# LISTED ENTRIES
*-*-*
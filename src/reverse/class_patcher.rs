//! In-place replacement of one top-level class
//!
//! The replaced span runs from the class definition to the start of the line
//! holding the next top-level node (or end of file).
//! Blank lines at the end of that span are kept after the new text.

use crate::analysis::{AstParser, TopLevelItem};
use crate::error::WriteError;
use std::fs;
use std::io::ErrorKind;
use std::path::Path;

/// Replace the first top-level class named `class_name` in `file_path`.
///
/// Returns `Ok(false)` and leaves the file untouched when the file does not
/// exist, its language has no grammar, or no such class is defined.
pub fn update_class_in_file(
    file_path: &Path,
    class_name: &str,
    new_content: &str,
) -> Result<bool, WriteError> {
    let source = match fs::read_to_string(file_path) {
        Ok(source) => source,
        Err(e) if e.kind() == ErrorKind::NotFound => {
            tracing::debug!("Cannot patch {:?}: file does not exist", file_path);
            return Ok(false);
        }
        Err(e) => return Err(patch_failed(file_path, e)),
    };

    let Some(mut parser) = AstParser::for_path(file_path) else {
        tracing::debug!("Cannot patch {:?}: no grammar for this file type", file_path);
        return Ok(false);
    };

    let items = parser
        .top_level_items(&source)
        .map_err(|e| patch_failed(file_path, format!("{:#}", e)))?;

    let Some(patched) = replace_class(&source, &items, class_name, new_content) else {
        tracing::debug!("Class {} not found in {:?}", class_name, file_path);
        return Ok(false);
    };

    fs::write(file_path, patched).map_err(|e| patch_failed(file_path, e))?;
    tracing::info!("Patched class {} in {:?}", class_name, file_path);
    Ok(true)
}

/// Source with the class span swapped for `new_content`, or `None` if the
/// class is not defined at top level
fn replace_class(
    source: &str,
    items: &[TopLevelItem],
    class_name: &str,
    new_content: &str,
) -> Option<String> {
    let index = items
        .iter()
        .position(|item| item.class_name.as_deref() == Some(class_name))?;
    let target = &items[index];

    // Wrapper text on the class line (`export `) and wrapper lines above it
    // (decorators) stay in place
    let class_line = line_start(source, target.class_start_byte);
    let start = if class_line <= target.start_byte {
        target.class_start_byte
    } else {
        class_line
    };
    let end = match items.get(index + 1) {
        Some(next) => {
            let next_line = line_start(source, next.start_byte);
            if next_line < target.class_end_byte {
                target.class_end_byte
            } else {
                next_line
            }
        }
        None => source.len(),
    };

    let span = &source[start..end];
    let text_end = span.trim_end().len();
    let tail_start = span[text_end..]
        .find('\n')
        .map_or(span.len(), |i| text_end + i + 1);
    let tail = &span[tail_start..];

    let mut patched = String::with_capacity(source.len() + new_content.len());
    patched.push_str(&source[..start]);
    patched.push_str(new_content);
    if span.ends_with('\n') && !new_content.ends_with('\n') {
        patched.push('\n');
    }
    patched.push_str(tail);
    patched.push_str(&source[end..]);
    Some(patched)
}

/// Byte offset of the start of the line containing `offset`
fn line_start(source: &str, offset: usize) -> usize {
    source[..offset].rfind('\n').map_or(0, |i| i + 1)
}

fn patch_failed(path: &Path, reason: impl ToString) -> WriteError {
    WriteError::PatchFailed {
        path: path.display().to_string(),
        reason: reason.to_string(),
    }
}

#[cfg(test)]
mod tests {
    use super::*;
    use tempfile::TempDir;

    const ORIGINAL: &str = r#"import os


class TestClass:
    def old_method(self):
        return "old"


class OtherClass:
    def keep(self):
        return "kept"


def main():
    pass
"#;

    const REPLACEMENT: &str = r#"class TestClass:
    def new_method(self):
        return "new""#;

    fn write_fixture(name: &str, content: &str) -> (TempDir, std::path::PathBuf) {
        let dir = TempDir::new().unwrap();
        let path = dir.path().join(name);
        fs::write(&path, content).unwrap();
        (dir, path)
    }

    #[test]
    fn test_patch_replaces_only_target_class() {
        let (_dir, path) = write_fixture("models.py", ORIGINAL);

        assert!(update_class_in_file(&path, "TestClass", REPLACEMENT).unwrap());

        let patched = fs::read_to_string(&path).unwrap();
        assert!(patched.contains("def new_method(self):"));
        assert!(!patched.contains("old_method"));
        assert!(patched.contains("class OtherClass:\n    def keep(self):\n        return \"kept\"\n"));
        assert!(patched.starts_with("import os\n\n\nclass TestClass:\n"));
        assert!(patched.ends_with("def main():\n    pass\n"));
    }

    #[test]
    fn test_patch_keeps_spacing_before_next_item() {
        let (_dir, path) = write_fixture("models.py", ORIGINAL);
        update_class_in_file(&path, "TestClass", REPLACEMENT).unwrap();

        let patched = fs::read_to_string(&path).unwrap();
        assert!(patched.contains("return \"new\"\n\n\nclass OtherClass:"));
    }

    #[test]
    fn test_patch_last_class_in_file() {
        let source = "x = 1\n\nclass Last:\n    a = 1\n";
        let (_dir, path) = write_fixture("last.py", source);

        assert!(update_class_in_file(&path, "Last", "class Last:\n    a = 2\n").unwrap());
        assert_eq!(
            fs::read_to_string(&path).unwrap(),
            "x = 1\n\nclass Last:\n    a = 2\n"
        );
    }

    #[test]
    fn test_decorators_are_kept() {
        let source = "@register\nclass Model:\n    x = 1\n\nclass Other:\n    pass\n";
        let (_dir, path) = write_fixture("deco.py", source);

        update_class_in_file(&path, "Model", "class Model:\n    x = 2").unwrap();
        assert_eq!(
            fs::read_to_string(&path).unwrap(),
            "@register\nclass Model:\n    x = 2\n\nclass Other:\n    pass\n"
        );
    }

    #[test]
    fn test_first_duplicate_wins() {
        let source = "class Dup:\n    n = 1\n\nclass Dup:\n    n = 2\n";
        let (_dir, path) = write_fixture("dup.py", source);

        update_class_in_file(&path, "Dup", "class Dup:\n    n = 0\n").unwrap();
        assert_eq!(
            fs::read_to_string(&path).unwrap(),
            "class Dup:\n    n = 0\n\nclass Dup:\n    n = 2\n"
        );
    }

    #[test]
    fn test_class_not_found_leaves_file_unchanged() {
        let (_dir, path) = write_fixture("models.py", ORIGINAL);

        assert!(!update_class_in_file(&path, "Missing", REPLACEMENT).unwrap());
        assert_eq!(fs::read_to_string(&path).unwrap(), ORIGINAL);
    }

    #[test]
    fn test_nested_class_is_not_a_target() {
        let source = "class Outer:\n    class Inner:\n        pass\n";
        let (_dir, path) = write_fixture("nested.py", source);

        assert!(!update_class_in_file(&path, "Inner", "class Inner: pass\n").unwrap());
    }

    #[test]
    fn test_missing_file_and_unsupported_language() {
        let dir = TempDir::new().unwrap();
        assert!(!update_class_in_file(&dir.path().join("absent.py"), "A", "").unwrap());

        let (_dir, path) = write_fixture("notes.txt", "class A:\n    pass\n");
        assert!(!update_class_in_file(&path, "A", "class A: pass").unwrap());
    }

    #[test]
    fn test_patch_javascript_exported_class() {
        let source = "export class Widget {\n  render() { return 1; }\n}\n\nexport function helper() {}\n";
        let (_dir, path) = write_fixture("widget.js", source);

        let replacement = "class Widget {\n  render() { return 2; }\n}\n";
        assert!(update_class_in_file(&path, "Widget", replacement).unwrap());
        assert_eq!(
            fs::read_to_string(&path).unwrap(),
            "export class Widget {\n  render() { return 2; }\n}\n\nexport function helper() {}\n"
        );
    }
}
*-*-*
# REQUIRED ACTION
Reprint the data above from the opening line to the line holding "use std::path::Path;", inclusive, and nothing else.

# ANSWER SECTION
filename src/reverse/class_patcher.rs
//! In-place replacement of one top-level class
//!
//! The replaced span runs from the class definition to the start of the line
//! holding the next top-level node (or end of file).
//! Blank lines at the end of that span are kept after the new text.

use crate::analysis::{AstParser, TopLevelItem};
use crate::error::WriteError;
use std::fs;
use std::io::ErrorKind;
use std::path::Path;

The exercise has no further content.